The fuselage was flat sided and plywood covered apart from near the nose; upper and lower surfaces were curved and again ply covered. The rounded nose was built up with a double layer of narrow spruce strips placed diagonally. The single cockpit was well ahead of the wings and their mounting pylon had a fairing which extended aft of the trailing edge and contained the engine. At the rear there was a tall fin with an unbalanced rudder. The tailplane was mounted about one third of the way up the fin, carrying split elevators; like the wings it could be removed for transport. The undercarriage was just a single wheel mounted partly inside the fuselage.

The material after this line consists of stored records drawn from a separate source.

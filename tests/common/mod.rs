//! Shared test doubles: a scriptable probe component and an event log.
#![allow(dead_code)]

use std::sync::atomic::{AtomicU32, Ordering};
use std::sync::{Arc, Mutex, PoisonError};

use tokio_util::sync::CancellationToken;
use warden::{Component, ComponentFuture, Error};

/// Install a subscriber once so `RUST_LOG=trace cargo test` shows the
/// watchdog activity behind a failing scenario.
pub fn init_tracing() {
    let _ = tracing_subscriber::fmt()
        .with_env_filter(tracing_subscriber::EnvFilter::from_default_env())
        .try_init();
}

/// Records `"<name>-<event>"` strings in call order.
#[derive(Clone, Default)]
pub struct EventLog {
    events: Arc<Mutex<Vec<String>>>,
}

impl EventLog {
    pub fn new() -> Self {
        Self::default()
    }

    fn push(&self, name: &str, event: &str) {
        self.events
            .lock()
            .unwrap_or_else(PoisonError::into_inner)
            .push(format!("{name}-{event}"));
    }

    pub fn snapshot(&self) -> Vec<String> {
        self.events
            .lock()
            .unwrap_or_else(PoisonError::into_inner)
            .clone()
    }

    /// The log as a sorted multiset, for scenarios where ordering between
    /// siblings is unspecified.
    pub fn sorted(&self) -> Vec<String> {
        let mut events = self.snapshot();
        events.sort();
        events
    }
}

/// Lifecycle call counts for one probe.
#[derive(Debug, Clone, Copy, PartialEq, Eq)]
pub struct Counters {
    pub open: u32,
    pub close: u32,
    pub wait: u32,
}

/// A scriptable component: counts calls, reports events, optionally fails
/// `open`, and terminates when closed or on demand via [`Probe::terminate`].
pub struct Probe {
    name: &'static str,
    open_count: AtomicU32,
    close_count: AtomicU32,
    wait_count: AtomicU32,
    open_err: Option<Error>,
    wait_err: Mutex<Option<Error>>,
    closed: CancellationToken,
    log: EventLog,
}

impl Probe {
    pub fn new(name: &'static str, log: &EventLog) -> Arc<Self> {
        Self::build(name, log, None)
    }

    pub fn failing_open(name: &'static str, log: &EventLog, err: Error) -> Arc<Self> {
        Self::build(name, log, Some(err))
    }

    fn build(name: &'static str, log: &EventLog, open_err: Option<Error>) -> Arc<Self> {
        Arc::new(Self {
            name,
            open_count: AtomicU32::new(0),
            close_count: AtomicU32::new(0),
            wait_count: AtomicU32::new(0),
            open_err,
            wait_err: Mutex::new(None),
            closed: CancellationToken::new(),
            log: log.clone(),
        })
    }

    /// Terminate on our own, the way a crashing or self-stopping child
    /// would.
    pub fn terminate(&self, err: Option<Error>) {
        *self.wait_err.lock().unwrap_or_else(PoisonError::into_inner) = err;
        self.closed.cancel();
    }

    pub fn counters(&self) -> Counters {
        Counters {
            open: self.open_count.load(Ordering::SeqCst),
            close: self.close_count.load(Ordering::SeqCst),
            wait: self.wait_count.load(Ordering::SeqCst),
        }
    }
}

impl Component for Probe {
    fn open(&self) -> ComponentFuture<'_> {
        Box::pin(async move {
            self.open_count.fetch_add(1, Ordering::SeqCst);
            self.log.push(self.name, "open");
            match &self.open_err {
                Some(err) => Err(err.clone()),
                None => Ok(()),
            }
        })
    }

    fn close(&self) -> ComponentFuture<'_> {
        Box::pin(async move {
            self.close_count.fetch_add(1, Ordering::SeqCst);
            self.log.push(self.name, "close");
            self.closed.cancel();
            Ok(())
        })
    }

    fn wait(&self) -> ComponentFuture<'_> {
        Box::pin(async move {
            self.wait_count.fetch_add(1, Ordering::SeqCst);
            self.closed.cancelled().await;
            self.log.push(self.name, "done");
            let err = self
                .wait_err
                .lock()
                .unwrap_or_else(PoisonError::into_inner)
                .clone();
            match err {
                None => Ok(()),
                Some(err) => Err(err),
            }
        })
    }
}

The unique feature of the Auxiliary was the powerplant and its mounting. Carden had selected a 250 cc single-cylinder, air-cooled two-stroke Villiers motorcycle engine. He encouraged Villiers to persuade this engine to run inverted, in order to put the propeller line to the top of the mounting and thus minimise air resistance. This proved satisfactory, and many hours of testing with the cowling in place and at full throttle showed there were no overheating problems. A small fuel tank was fixed above the crankcase, at the top of the engine. Carden also designed the engine mounting that enabled the engine and its propeller to be swung out of its housing and into action. The engine was hung to the top of the pylon bulkhead, just ahead of the trailing edge, on a diagonally cross-braced pair of tubes from the hinge to the crankcase and with V-tubes to the cylinder head. In use the engine and propeller were vertical, the latter having a small diameter to clear the lips of the open top of the fuselage. The engine was held in position by a diagonal longitudinal member attached to a nut on a screw thread which could be rotated with a crank in the cockpit. As the lower end of this member moved forward, the engine rotated into the horizontal position, its fairing closing the fuselage opening. The propeller was indexed to stop in a vertical position and its lower tip moved forward on retraction into a slot in the bulkhead, whilst the other blade pressed on a lever that caused hinged fairing doors, previously held open with springs, to close over it. With the engine retracted, the rear of the pylon was as smoothly faired as on any conventional sailplane.

One other unusual and possibly unique feature of the Auxiliary was that it had a secondary throttle on the port wing tip, so that the pilot could easily taxi the aircraft whilst supporting the wing.

The Scud 3 first flew as an unpowered aircraft in May 1935, and took off under its own power on 8 August that year. It got airborne in 450 ft (140 m) climbing to 2,000 ft (610m) in 15 minutes before Dr Dewsbery retracted the engine and flew it as a sailplane. This first aircraft was still fitted with its engine in 1949, when it was registered as G-ALJR, but in 2010 was flying as an unpowered sailplane. Photographs from the 1930s and '40s suggest that at some point the closing mechanism of the rear fairing was altered and a fixed slot provided for the propeller. A second Scud 3 was built in 1935 but not fitted with an engine until 1949, when a more powerful 350 cc Villiers was installed until late in 1951. It is on display at the Gliding Heritage Centre.